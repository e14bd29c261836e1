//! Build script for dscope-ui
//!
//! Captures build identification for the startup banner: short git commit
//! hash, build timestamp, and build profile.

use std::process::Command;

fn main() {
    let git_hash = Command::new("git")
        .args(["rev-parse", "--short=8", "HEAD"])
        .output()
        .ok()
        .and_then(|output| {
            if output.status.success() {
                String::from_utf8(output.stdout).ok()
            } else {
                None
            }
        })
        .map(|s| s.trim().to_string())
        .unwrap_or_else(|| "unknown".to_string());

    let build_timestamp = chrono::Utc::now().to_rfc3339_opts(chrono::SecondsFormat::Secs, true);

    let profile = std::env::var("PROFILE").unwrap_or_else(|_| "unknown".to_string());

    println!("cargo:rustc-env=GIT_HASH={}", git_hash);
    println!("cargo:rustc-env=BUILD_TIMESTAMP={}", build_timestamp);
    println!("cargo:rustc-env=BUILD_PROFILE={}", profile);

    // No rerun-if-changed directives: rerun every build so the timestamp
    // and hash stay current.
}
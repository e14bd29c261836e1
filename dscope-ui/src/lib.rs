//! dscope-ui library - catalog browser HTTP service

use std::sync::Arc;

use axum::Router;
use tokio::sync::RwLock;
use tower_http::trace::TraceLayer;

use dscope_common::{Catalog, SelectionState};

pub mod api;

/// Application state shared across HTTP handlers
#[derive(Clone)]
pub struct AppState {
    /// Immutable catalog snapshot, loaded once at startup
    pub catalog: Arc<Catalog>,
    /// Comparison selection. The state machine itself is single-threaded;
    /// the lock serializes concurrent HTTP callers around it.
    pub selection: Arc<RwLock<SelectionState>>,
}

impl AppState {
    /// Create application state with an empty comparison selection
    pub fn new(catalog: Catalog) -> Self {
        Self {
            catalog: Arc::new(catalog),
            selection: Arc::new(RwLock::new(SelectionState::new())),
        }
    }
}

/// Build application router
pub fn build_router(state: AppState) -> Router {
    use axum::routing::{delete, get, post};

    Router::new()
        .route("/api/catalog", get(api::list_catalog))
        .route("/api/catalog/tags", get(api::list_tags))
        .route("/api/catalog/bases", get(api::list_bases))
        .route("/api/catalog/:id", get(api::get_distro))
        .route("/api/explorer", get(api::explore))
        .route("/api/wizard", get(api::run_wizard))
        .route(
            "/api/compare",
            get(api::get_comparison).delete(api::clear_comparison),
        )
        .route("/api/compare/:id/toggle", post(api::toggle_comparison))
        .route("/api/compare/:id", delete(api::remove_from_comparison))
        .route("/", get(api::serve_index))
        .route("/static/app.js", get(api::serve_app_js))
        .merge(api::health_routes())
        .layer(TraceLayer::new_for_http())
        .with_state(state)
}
...
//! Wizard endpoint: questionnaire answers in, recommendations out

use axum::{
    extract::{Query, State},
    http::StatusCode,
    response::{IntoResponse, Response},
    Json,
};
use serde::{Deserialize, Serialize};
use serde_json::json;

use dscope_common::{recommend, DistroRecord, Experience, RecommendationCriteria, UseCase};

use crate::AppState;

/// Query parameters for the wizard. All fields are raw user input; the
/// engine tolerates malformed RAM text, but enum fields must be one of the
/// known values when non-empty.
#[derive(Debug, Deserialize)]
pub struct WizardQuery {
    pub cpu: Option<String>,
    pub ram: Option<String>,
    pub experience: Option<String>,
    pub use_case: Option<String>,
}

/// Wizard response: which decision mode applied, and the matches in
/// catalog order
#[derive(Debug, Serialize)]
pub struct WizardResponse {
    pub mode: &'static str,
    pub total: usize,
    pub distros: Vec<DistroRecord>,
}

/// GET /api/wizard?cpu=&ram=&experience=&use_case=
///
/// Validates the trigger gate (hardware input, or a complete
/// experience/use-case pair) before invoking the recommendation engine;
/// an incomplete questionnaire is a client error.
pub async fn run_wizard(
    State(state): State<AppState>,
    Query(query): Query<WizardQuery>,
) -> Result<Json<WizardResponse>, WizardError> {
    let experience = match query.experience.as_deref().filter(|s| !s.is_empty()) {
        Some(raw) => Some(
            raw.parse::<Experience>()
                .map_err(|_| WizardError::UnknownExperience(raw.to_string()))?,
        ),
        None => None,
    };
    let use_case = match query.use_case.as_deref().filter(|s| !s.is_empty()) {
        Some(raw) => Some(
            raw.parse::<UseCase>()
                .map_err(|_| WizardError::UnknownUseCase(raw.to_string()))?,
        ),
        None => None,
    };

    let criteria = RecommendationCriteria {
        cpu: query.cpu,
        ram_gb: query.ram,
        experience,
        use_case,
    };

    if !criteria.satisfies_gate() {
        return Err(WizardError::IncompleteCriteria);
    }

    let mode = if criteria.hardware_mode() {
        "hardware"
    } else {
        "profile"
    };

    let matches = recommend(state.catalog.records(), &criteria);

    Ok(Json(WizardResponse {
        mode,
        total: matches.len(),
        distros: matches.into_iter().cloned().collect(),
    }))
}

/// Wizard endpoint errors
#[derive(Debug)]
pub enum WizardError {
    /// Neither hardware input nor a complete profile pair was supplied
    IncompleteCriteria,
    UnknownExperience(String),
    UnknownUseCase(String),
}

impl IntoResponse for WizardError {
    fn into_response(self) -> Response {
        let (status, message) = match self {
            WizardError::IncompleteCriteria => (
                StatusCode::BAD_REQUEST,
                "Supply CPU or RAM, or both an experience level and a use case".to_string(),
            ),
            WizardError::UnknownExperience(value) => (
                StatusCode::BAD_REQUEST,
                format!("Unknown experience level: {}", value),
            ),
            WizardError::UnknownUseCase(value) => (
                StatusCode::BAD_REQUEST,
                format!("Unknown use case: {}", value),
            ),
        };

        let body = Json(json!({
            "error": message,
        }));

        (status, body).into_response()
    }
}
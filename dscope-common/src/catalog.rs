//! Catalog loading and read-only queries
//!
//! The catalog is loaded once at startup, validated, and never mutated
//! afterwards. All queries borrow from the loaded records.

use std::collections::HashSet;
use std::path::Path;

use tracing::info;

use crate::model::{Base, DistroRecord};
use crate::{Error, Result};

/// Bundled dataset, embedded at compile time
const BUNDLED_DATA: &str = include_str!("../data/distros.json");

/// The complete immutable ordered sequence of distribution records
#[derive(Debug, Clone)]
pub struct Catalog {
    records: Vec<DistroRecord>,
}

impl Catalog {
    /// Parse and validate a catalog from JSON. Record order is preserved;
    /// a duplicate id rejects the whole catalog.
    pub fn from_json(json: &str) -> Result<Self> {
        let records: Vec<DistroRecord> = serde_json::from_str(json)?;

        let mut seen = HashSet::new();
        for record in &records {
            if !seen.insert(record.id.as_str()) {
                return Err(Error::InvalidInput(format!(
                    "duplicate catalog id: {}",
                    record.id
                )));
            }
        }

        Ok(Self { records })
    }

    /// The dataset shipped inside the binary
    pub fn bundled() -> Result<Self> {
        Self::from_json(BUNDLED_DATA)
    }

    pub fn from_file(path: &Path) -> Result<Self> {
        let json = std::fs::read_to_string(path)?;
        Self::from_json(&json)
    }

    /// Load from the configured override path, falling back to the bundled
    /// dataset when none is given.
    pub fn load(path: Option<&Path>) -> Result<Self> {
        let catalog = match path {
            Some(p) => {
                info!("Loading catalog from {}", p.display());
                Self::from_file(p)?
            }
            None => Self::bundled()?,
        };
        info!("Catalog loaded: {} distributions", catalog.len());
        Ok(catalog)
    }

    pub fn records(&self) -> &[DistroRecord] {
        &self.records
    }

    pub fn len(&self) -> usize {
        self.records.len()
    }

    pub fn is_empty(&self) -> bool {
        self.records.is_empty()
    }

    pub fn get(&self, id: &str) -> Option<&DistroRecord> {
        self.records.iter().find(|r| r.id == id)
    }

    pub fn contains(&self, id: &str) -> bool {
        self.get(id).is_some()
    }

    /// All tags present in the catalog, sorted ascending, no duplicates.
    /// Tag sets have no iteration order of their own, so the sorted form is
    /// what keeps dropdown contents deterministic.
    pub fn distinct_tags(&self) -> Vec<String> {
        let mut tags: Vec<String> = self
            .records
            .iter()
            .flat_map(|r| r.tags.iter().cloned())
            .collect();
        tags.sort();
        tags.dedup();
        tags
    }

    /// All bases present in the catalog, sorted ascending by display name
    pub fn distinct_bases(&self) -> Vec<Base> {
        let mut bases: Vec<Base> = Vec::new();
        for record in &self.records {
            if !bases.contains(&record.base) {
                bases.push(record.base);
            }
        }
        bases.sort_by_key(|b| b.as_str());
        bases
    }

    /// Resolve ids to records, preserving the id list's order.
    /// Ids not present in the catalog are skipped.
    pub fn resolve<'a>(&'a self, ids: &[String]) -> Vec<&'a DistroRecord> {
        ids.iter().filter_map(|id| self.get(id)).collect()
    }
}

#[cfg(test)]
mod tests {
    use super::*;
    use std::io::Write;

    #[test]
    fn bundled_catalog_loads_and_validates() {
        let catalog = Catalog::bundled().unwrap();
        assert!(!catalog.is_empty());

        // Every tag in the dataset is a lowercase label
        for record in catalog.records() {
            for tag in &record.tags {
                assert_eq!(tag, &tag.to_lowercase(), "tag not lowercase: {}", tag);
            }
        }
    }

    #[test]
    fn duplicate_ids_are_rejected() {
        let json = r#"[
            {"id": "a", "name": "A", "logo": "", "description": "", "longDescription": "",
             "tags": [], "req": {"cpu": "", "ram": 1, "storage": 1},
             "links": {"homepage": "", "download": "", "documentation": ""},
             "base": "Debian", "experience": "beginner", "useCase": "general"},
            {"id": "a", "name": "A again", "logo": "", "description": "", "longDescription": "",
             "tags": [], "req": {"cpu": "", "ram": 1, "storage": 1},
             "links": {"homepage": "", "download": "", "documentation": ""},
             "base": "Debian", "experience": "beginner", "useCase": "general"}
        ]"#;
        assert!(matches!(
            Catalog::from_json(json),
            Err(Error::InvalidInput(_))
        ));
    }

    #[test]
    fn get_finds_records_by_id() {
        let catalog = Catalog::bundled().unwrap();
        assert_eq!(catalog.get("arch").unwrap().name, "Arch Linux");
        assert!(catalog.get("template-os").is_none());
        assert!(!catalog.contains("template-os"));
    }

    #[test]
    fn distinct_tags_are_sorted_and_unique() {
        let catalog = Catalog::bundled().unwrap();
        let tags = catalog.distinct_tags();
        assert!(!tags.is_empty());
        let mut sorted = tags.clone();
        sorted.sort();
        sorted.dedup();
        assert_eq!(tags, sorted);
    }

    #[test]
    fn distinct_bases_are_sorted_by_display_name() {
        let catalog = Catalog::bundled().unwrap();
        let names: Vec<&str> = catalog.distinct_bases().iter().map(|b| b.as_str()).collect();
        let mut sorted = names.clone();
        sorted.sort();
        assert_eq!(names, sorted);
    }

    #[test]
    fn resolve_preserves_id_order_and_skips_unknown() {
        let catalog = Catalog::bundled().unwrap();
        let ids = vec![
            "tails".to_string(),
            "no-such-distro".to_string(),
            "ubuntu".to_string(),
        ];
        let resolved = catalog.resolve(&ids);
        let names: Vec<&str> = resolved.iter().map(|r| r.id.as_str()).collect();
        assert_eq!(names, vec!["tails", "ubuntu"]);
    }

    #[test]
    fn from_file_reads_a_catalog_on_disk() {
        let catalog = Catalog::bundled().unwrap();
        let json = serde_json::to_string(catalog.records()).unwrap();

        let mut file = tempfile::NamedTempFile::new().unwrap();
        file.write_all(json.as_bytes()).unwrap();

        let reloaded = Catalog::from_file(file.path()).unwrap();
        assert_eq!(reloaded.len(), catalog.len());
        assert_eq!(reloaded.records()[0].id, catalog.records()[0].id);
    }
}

WHAT THE TASK REQUIRES:
Could you write out, exactly as they stand, only the lines above that begin at the line with "so the timestamp" and stop after the line with "#[derive(Clone)]"?

WRITTEN SOLUTION:
    // No rerun-if-changed directives: rerun every build so the timestamp
    // and hash stay current.
}
repository e14bd29c261836e1
filename dscope-ui/src/lib.rs
//! dscope-ui library - catalog browser HTTP service

use std::sync::Arc;

use axum::Router;
use tokio::sync::RwLock;
use tower_http::trace::TraceLayer;

use dscope_common::{Catalog, SelectionState};

pub mod api;

/// Application state shared across HTTP handlers
#[derive(Clone)]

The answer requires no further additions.